Each entry below must appear in the output exactly as written.

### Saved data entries
Content starts

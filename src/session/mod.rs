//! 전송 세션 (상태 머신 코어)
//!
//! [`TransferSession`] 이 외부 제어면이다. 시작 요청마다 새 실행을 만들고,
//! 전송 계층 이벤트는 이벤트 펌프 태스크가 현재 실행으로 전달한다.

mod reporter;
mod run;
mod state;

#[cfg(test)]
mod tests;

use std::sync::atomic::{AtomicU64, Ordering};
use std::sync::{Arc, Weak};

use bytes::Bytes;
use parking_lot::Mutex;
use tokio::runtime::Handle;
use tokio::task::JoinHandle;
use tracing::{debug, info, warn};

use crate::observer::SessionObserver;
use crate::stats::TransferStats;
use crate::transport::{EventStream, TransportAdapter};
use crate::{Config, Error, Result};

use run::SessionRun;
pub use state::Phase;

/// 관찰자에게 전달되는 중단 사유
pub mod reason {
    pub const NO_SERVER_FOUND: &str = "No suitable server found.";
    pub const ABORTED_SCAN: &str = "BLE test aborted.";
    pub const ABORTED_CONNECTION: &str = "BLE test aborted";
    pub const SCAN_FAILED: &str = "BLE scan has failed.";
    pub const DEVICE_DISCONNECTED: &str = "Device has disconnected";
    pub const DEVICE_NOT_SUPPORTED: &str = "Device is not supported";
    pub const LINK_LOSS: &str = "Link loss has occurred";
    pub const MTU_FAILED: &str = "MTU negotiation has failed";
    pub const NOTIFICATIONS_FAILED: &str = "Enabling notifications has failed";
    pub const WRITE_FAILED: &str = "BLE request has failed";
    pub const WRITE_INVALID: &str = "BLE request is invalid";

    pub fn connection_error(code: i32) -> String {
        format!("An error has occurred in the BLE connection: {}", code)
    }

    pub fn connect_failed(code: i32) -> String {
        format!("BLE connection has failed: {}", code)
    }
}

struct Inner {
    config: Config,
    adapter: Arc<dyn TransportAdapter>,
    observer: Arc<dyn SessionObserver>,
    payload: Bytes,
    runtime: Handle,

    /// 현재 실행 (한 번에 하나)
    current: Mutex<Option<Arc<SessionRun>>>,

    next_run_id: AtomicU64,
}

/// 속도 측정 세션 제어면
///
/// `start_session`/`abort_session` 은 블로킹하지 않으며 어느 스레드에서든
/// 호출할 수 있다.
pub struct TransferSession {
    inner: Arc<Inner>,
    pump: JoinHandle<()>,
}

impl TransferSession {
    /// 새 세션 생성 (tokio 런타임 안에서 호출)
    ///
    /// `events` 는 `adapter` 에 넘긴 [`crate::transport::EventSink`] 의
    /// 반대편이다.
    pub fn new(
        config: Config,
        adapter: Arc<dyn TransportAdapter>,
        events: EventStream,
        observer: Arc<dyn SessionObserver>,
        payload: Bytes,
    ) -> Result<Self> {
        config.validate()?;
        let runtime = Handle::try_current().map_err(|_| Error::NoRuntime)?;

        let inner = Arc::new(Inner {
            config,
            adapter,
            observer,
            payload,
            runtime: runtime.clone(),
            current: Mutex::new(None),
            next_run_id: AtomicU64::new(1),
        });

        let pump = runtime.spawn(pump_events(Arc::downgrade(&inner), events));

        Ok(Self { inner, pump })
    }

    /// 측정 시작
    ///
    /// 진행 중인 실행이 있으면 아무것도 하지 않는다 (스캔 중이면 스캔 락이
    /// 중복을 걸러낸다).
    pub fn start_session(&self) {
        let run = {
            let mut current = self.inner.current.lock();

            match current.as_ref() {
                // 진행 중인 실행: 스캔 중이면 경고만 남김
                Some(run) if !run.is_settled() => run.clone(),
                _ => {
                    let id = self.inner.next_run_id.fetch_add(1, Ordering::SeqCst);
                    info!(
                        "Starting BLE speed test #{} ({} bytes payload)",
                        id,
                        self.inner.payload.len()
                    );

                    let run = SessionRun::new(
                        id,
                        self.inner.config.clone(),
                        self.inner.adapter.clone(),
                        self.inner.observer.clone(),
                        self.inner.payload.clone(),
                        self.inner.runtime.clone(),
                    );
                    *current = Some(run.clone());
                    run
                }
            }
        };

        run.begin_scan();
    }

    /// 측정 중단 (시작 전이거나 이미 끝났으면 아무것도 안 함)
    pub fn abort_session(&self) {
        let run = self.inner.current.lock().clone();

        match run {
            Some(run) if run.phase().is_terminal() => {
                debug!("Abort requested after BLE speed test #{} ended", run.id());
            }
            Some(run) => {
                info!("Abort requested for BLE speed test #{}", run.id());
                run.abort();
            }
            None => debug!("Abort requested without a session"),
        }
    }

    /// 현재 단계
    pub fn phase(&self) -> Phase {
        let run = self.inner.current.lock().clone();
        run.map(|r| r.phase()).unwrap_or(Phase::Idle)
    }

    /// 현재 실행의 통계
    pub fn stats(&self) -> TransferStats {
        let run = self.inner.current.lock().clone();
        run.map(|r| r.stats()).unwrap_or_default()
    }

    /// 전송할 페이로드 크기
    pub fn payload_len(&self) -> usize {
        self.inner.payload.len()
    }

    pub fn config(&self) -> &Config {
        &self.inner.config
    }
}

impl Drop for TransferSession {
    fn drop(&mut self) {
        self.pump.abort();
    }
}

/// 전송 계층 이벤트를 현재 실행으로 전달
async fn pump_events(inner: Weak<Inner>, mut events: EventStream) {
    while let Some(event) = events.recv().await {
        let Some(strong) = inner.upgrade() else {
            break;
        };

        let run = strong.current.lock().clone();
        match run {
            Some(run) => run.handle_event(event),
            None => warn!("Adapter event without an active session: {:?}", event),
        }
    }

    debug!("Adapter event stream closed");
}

Content ends

### SOLVED PROBLEM
filename src/session/mod.rs
//! 전송 세션 (상태 머신 코어)
//!
//! [`TransferSession`] 이 외부 제어면이다. 시작 요청마다 새 실행을 만들고,
//! 전송 계층 이벤트는 이벤트 펌프 태스크가 현재 실행으로 전달한다.

mod reporter;
mod run;
mod state;

#[cfg(test)]
mod tests;

use std::sync::atomic::{AtomicU64, Ordering};
use std::sync::{Arc, Weak};

use bytes::Bytes;
use parking_lot::Mutex;
use tokio::runtime::Handle;
use tokio::task::JoinHandle;
use tracing::{debug, info, warn};

use crate::observer::SessionObserver;
use crate::stats::TransferStats;
use crate::transport::{EventStream, TransportAdapter};
use crate::{Config, Error, Result};

use run::SessionRun;
pub use state::Phase;

/// 관찰자에게 전달되는 중단 사유
pub mod reason {
    pub const NO_SERVER_FOUND: &str = "No suitable server found.";
    pub const ABORTED_SCAN: &str = "BLE test aborted.";
    pub const ABORTED_CONNECTION: &str = "BLE test aborted";
    pub const SCAN_FAILED: &str = "BLE scan has failed.";
    pub const DEVICE_DISCONNECTED: &str = "Device has disconnected";
    pub const DEVICE_NOT_SUPPORTED: &str = "Device is not supported";
    pub const LINK_LOSS: &str = "Link loss has occurred";
    pub const MTU_FAILED: &str = "MTU negotiation has failed";
    pub const NOTIFICATIONS_FAILED: &str = "Enabling notifications has failed";
    pub const WRITE_FAILED: &str = "BLE request has failed";
    pub const WRITE_INVALID: &str = "BLE request is invalid";

    pub fn connection_error(code: i32) -> String {
        format!("An error has occurred in the BLE connection: {}", code)
    }

    pub fn connect_failed(code: i32) -> String {
        format!("BLE connection has failed: {}", code)
    }
}

struct Inner {
    config: Config,
    adapter: Arc<dyn TransportAdapter>,
    observer: Arc<dyn SessionObserver>,
    payload: Bytes,
    runtime: Handle,

    /// 현재 실행 (한 번에 하나)
    current: Mutex<Option<Arc<SessionRun>>>,

    next_run_id: AtomicU64,
}

/// 속도 측정 세션 제어면
///
/// `start_session`/`abort_session` 은 블로킹하지 않으며 어느 스레드에서든
/// 호출할 수 있다.
pub struct TransferSession {
    inner: Arc<Inner>,
    pump: JoinHandle<()>,
}

impl TransferSession {
    /// 새 세션 생성 (tokio 런타임 안에서 호출)
    ///
    /// `events` 는 `adapter` 에 넘긴 [`crate::transport::EventSink`] 의
    /// 반대편이다.
    pub fn new(
        config: Config,
        adapter: Arc<dyn TransportAdapter>,
        events: EventStream,
        observer: Arc<dyn SessionObserver>,
        payload: Bytes,
    ) -> Result<Self> {
        config.validate()?;
        let runtime = Handle::try_current().map_err(|_| Error::NoRuntime)?;

        let inner = Arc::new(Inner {
            config,
            adapter,
            observer,
            payload,
            runtime: runtime.clone(),
            current: Mutex::new(None),
            next_run_id: AtomicU64::new(1),
        });

        let pump = runtime.spawn(pump_events(Arc::downgrade(&inner), events));

        Ok(Self { inner, pump })
    }

    /// 측정 시작
    ///
    /// 진행 중인 실행이 있으면 아무것도 하지 않는다 (스캔 중이면 스캔 락이
    /// 중복을 걸러낸다).
    pub fn start_session(&self) {
        let run = {
            let mut current = self.inner.current.lock();

            match current.as_ref() {
                // 진행 중인 실행: 스캔 중이면 경고만 남김
                Some(run) if !run.is_settled() => run.clone(),
                _ => {
                    let id = self.inner.next_run_id.fetch_add(1, Ordering::SeqCst);
                    info!(
                        "Starting BLE speed test #{} ({} bytes payload)",
                        id,
                        self.inner.payload.len()
                    );

                    let run = SessionRun::new(
                        id,
                        self.inner.config.clone(),
                        self.inner.adapter.clone(),
                        self.inner.observer.clone(),
                        self.inner.payload.clone(),
                        self.inner.runtime.clone(),
                    );
                    *current = Some(run.clone());
                    run
                }
            }
        };

        run.begin_scan();
    }

    /// 측정 중단 (시작 전이거나 이미 끝났으면 아무것도 안 함)
    pub fn abort_session(&self) {
        let run = self.inner.current.lock().clone();

        match run {
            Some(run) if run.phase().is_terminal() => {
                debug!("Abort requested after BLE speed test #{} ended", run.id());
            }
            Some(run) => {
                info!("Abort requested for BLE speed test #{}", run.id());
                run.abort();
            }
            None => debug!("Abort requested without a session"),
        }
    }

    /// 현재 단계
    pub fn phase(&self) -> Phase {
        let run = self.inner.current.lock().clone();
        run.map(|r| r.phase()).unwrap_or(Phase::Idle)
    }

    /// 현재 실행의 통계
    pub fn stats(&self) -> TransferStats {
        let run = self.inner.current.lock().clone();
        run.map(|r| r.stats()).unwrap_or_default()
    }

    /// 전송할 페이로드 크기
    pub fn payload_len(&self) -> usize {
        self.inner.payload.len()
    }

    pub fn config(&self) -> &Config {
        &self.inner.config
    }
}

impl Drop for TransferSession {
    fn drop(&mut self) {
        self.pump.abort();
    }
}

/// 전송 계층 이벤트를 현재 실행으로 전달
async fn pump_events(inner: Weak<Inner>, mut events: EventStream) {
    while let Some(event) = events.recv().await {
        let Some(strong) = inner.upgrade() else {
            break;
        };

        let run = strong.current.lock().clone();
        match run {
            Some(run) => run.handle_event(event),
            None => warn!("Adapter event without an active session: {:?}", event),
        }
    }

    debug!("Adapter event stream closed");
}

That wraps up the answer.